- Origin: Canada
- Genres: Country
- Occupation: singer/songwriter
- Years active: 1981–present
- Labels: RCA Records Musicline Records 12th St. Records Mighty Peace Records
- Website: www.jesslee.ca

= Jess Lee (Canadian singer) =

Jess Lee is a Canadian Métis country music singer-songwriter.

==Career==
Signed by RCA in 1980 as the lead singer of the Midnite Rodeo Band his work with Rocky Swanson earned him several awards including BCCMA Male Vocalist and Album of the Year honours.

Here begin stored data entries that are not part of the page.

//! Content fingerprints for change and feedback detection

use std::fmt;

use sha2::{Digest, Sha256};

/// SHA-256 digest over `canonical type || 0x00 || payload`.
///
/// Only ever compared for equality. The separator keeps a type/payload
/// boundary shift from producing the same input bytes.
#[derive(Clone, Copy, PartialEq, Eq, Hash)]
pub struct Fingerprint([u8; 32]);

impl Fingerprint {
    /// Fingerprint a payload under the label it will be written with
    pub fn compute(canonical_type: &str, payload: &[u8]) -> Self {
        let mut hasher = Sha256::new();
        hasher.update(canonical_type.as_bytes());
        hasher.update([0u8]);
        hasher.update(payload);
        let digest = hasher.finalize();

        let mut bytes = [0u8; 32];
        bytes.copy_from_slice(&digest);
        Self(bytes)
    }

    /// First 12 hex digits, for log lines
    pub fn short(&self) -> String {
        hex::encode(&self.0[..6])
    }
}

impl fmt::Display for Fingerprint {
    fn fmt(&self, f: &mut fmt::Formatter<'_>) -> fmt::Result {
        write!(f, "{}", hex::encode(self.0))
    }
}

impl fmt::Debug for Fingerprint {
    fn fmt(&self, f: &mut fmt::Formatter<'_>) -> fmt::Result {
        write!(f, "Fingerprint({})", self.short())
    }
}

#[cfg(test)]
mod tests {
    use super::*;

    #[test]
    fn deterministic() {
        let a = Fingerprint::compute("text/plain", b"hello");
        let b = Fingerprint::compute("text/plain", b"hello");
        assert_eq!(a, b);
    }

    #[test]
    fn type_is_part_of_the_digest() {
        assert_ne!(Fingerprint::compute("a", b"x"), Fingerprint::compute("b", b"x"));
    }

    #[test]
    fn payload_is_part_of_the_digest() {
        assert_ne!(Fingerprint::compute("a", b"x"), Fingerprint::compute("a", b"y"));
    }

    #[test]
    fn separator_prevents_boundary_collision() {
        assert_ne!(Fingerprint::compute("ab", b"c"), Fingerprint::compute("a", b"bc"));
    }

    #[test]
    fn matches_sha256_of_joined_input() {
        let expected = Sha256::digest(b"text/plain\0hello");
        let fp = Fingerprint::compute("text/plain", b"hello");
        assert_eq!(fp.to_string(), hex::encode(expected));
    }

    #[test]
    fn short_is_prefix_of_full() {
        let fp = Fingerprint::compute("image/png", &[0u8; 1024]);
        assert_eq!(fp.short().len(), 12);
        assert!(fp.to_string().starts_with(&fp.short()));
    }
}
//! Change notifier adapter using clipnotify

use std::process::Stdio;
use std::time::Duration;

use async_trait::async_trait;
use nix::sys::signal::{self, Signal};
use nix::unistd::Pid;
use tokio::io::{AsyncBufReadExt, AsyncReadExt, BufReader};
use tokio::process::{Child, Command};
use tokio::time::timeout;

use crate::application::ports::{ChangeNotifier, NotifierError, SelectionEvents};
use crate::application::StopSignal;
use crate::domain::selection::Selection;

const GRACE_MS: u64 = 500;

/// How long clipnotify gets to exit after SIGTERM before it is killed
pub const TERMINATE_GRACE: Duration = Duration::from_millis(GRACE_MS);

/// SIGTERM grace plus the wait after SIGKILL
pub const SHUTDOWN_TIMEOUT: Duration = Duration::from_millis(2 * GRACE_MS);

/// Runs `clipnotify -s <selection> -l`, which prints one line per change
pub struct ClipnotifyWatcher {
    display: String,
}

impl ClipnotifyWatcher {
    /// Create a watcher for the given X display
    pub fn new(display: impl Into<String>) -> Self {
        Self {
            display: display.into(),
        }
    }

    /// Build clipnotify args for one selection in loop mode
    fn build_args(selection: Selection) -> [&'static str; 3] {
        ["-s", selection.as_str(), "-l"]
    }

    fn spawn(&self, selection: Selection) -> Result<Child, NotifierError> {
        Command::new("clipnotify")
            .args(Self::build_args(selection))
            .env("DISPLAY", &self.display)
            .stdin(Stdio::null())
            .stdout(Stdio::piped())
            .stderr(Stdio::piped())
            .kill_on_drop(true)
            .spawn()
            .map_err(|e| {
                if e.kind() == std::io::ErrorKind::NotFound {
                    NotifierError::ClipnotifyNotFound
                } else {
                    NotifierError::SpawnFailed {
                        selection,
                        message: e.to_string(),
                    }
                }
            })
    }

    /// Collect whatever clipnotify wrote to stderr before dying
    async fn exit_detail(child: &mut Child) -> String {
        let mut detail = String::new();
        if let Some(mut stderr) = child.stderr.take() {
            let _ = timeout(TERMINATE_GRACE, stderr.read_to_string(&mut detail)).await;
        }
        let detail = detail.trim();
        if detail.is_empty() {
            "no details".to_string()
        } else {
            detail.to_string()
        }
    }

    /// SIGTERM, wait out the grace period, then SIGKILL
    async fn terminate(child: &mut Child) {
        if !matches!(child.try_wait(), Ok(None)) {
            return;
        }

        if let Some(id) = child.id() {
            let _ = signal::kill(Pid::from_raw(id as i32), Signal::SIGTERM);
        }
        if timeout(TERMINATE_GRACE, child.wait()).await.is_ok() {
            return;
        }

        let _ = child.start_kill();
        let _ = timeout(TERMINATE_GRACE, child.wait()).await;
    }
}

#[async_trait]
impl ChangeNotifier for ClipnotifyWatcher {
    async fn watch(
        &self,
        selection: Selection,
        events: &SelectionEvents,
        stop: &StopSignal,
    ) -> Result<(), NotifierError> {
        let mut child = self.spawn(selection)?;
        let Some(stdout) = child.stdout.take() else {
            Self::terminate(&mut child).await;
            return Err(NotifierError::SpawnFailed {
                selection,
                message: "stdout not captured".to_string(),
            });
        };
        let mut lines = BufReader::new(stdout).lines();

        let result = loop {
            tokio::select! {
                _ = stop.stopped() => break Ok(()),
                line = lines.next_line() => match line {
                    Ok(Some(_)) => {
                        if events.send(selection).is_err() {
                            break Ok(());
                        }
                    }
                    Ok(None) | Err(_) => {
                        if stop.is_stopped() {
                            break Ok(());
                        }
                        let detail = Self::exit_detail(&mut child).await;
                        break Err(NotifierError::Exited { selection, detail });
                    }
                },
            }
        };

        Self::terminate(&mut child).await;
        result
    }

    fn shutdown_timeout(&self) -> Duration {
        SHUTDOWN_TIMEOUT
    }
}
//! Infrastructure layer - Adapter implementations
//!
//! Contains concrete implementations of the port interfaces,
//! wrapping xclip, wl-copy and clipnotify.

pub mod clipboard;
pub mod config;
pub mod notifier;
pub mod selection;
pub mod tools;

// Re-export adapters
pub use clipboard::WaylandClipboard;
pub use config::XdgConfigStore;
pub use notifier::{ClipnotifyWatcher, SHUTDOWN_TIMEOUT};
pub use selection::XclipSource;
pub use tools::{first_missing_tool, is_tool_available};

He recorded his first solo album Honky Tonk Love Affair in 1990. This album included 5 Canadian chart hits including the No. 1 hit "Crowhill Road". The title track was featured in the movie Harmony Cats, was voted song of the year by the BCCMA, and garnered Jess Lee the Country Male Vocalist of the Year Award. He then spent several years songwriting in Nashville.

In the mid-1990s Lee returned to his aboriginal musical roots. He signed with 12th Street Records and, together with songwriter Bonnie James, wrote the album Sacred Ground. This recording reflects experiences of the aboriginal and métis peoples of North America and was subsequently nominated for a Juno Award.

In 2004, Lee joined forces with Canadian indie label Mighty Peace Records and released a CD of new original roots music, Born in the North. The album has been credited by Larry Delaney of Country Music News as one of his top ten album picks for 2004. Lee has appeared on numerous award shows and television shows including Native Voices and The Tommy Hunter Show.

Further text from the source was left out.